There is nothing wrong with having 'tier two' attendees - no one is equally close to all their friends and family - but the B&G may need to exercise diplomacy by applying the same approach to each category of person - e.g. work colleagues and neighbours = evening do; family = whole thing.

Merrymouse · 16/04/2024 07:27

Merrymouse · 16/04/2024 07:23

Agree

And also you still have potential to cause offence (and instigate a thread on MN) if you just don’t invite people.

redredreds · 16/04/2024 07:29

Evening invite only weddings are the height of bad manners. Invite people or don't bother.

RampantIvy · 16/04/2024 07:31

I don't understand why people get offended if they only get invited to the evening part. I went to a lovely evening do a few months ago. It was the wedding of an ex work colleague, and we were all delighted to be invited to both the hen do (an afternoon tea) and the evening do. Both were local BTW.

It must be exhausting to be so full of self importance and so easily offended all the time.

Scarletttulips · 16/04/2024 07:35

An ex work colleague is different to a good friend, don’t you think?

I would be happy for an evening invite, but if it was a good friend I spoke to weekly went out with helped etc, then an evening invite would be a slap in the face!

MistyBerkowitz · 16/04/2024 07:36

KateDelRick · 16/04/2024 07:15

Well, people must do what suits them. I don't judge. If you can't afford a big wedding, that's no shame - have a small one.
If you want 100 people, invite them! I just don't understand a two parter, but hey. Whatever suits.

Oh, is that what Mn thinks this is about — someone trying to make a ‘small wedding’ look ‘big’? That’s very ‘aspirational LMC/what will the neighbours think?’ Probably not surprising it’s so controversial on Mn, home of the socially aspirational and insecure about friendships, then. It hadn’t occurred to me in that light.

A ‘normal’ sized wedding where I grew up would be 200-250 people, but you still can’t invite everyone in your life to the whole thing. If I’d done a traditional wedding in the parish I grew up in, where my parents still live, we’d have issued evening invitations to elderly neighbours of my parents (who would have come down to the church to see the bride coming out), cousins I only see at weddings and funerals, colleagues from a past job, old school friends who’d stayed local etc. These are ‘second tier’, sure, but that’s hardly controversial.

Janetime · 16/04/2024 07:37

What an odd thread, seriously odd. Like let’s all get together and decide what the world should do.

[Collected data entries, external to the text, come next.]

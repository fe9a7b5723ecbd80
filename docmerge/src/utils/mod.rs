//! Small helpers shared by the library and the CLI.

use crate::error::{DocMergeError, Result};
use std::path::PathBuf;
use std::time::Duration;

/// Expand glob patterns into paths, in pattern order.
///
/// Accepts anything iterable over string-like items, e.g. `&[&str]` or
/// `Vec<String>`. A pattern without wildcards yields the path itself when it
/// exists.
///
/// # Errors
///
/// Invalid patterns and unreadable directory entries.
pub fn collect_paths_for_patterns<T>(patterns: T) -> Result<Vec<PathBuf>>
where
    T: IntoIterator,
    T::Item: AsRef<str>,
{
    let mut resolved = Vec::new();
    for pattern in patterns {
        resolved.extend(collect_paths_for_pattern(pattern.as_ref())?);
    }
    Ok(resolved)
}

fn collect_paths_for_pattern(pattern: &str) -> Result<Vec<PathBuf>> {
    let paths = glob::glob(pattern)
        .map_err(|err| DocMergeError::other(format!("Invalid pattern '{pattern}': {err}")))?;

    paths
        .map(|entry| entry.map_err(|err| DocMergeError::other(err.to_string())))
        .collect()
}

/// Human-readable byte count.
///
/// # Examples
///
/// ```
/// use docmerge::utils::format_file_size;
///
/// assert_eq!(format_file_size(512), "512 bytes");
/// assert_eq!(format_file_size(5 * 1024 * 1024), "5.00 MB");
/// ```
pub fn format_file_size(size: u64) -> String {
    const KB: u64 = 1024;
    const MB: u64 = KB * 1024;
    const GB: u64 = MB * 1024;

    match size {
        s if s >= GB => format!("{:.2} GB", s as f64 / GB as f64),
        s if s >= MB => format!("{:.2} MB", s as f64 / MB as f64),
        s if s >= KB => format!("{:.2} KB", s as f64 / KB as f64),
        s => format!("{s} bytes"),
    }
}

/// Short duration such as `42s`, `1m 30s` or `1h 1m`.
pub fn format_duration(duration: Duration) -> String {
    let secs = duration.as_secs();
    if secs < 60 {
        format!("{secs}s")
    } else if secs < 3600 {
        format!("{}m {}s", secs / 60, secs % 60)
    } else {
        format!("{}h {}m", secs / 3600, (secs % 3600) / 60)
    }
}

#[cfg(test)]
mod tests {
    use super::*;
    use rstest::rstest;

    #[rstest]
    #[case(0, "0 bytes")]
    #[case(1023, "1023 bytes")]
    #[case(1536, "1.50 KB")]
    #[case(50 * 1024 * 1024, "50.00 MB")]
    #[case(3 * 1024 * 1024 * 1024, "3.00 GB")]
    fn test_format_file_size(#[case] size: u64, #[case] expected: &str) {
        assert_eq!(format_file_size(size), expected);
    }

    #[rstest]
    #[case(30, "30s")]
    #[case(90, "1m 30s")]
    #[case(3661, "1h 1m")]
    fn test_format_duration(#[case] secs: u64, #[case] expected: &str) {
        assert_eq!(format_duration(Duration::from_secs(secs)), expected);
    }

    #[test]
    fn test_invalid_pattern_is_an_error() {
        assert!(collect_paths_for_patterns(["[unclosed"]).is_err());
    }

    #[test]
    fn test_missing_literal_path_yields_nothing() {
        let paths = collect_paths_for_patterns(["definitely/not/here.pdf"]).unwrap();
        assert!(paths.is_empty());
    }
}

i am fine with an evening invite, i enjoy a party, and often find weddings a very long day, so unless I was especially close then I’d be happy to turn up and help them celebrate in the evening. I don’t need to sit there and watch them get married or have the wedding breakfast.

Cattyisbatty · 16/04/2024 07:39

No! I invited work frolleagues, not so close friends etc to the evening part. Was a long time ago but it was about a third of the cost and they got lovely platters of food and fruit and a free bar. I would imagine it was around 8pm start and everyone was relatively local. The party bit is the best part 😝
I also travelled for an evening so years ago (pre my wedding) and it was crappy sandwiches and a paid bar )and we stayed over with another couple). We were young (20s) and we had a nice mini break!
As they say, it’s an invite not a summons.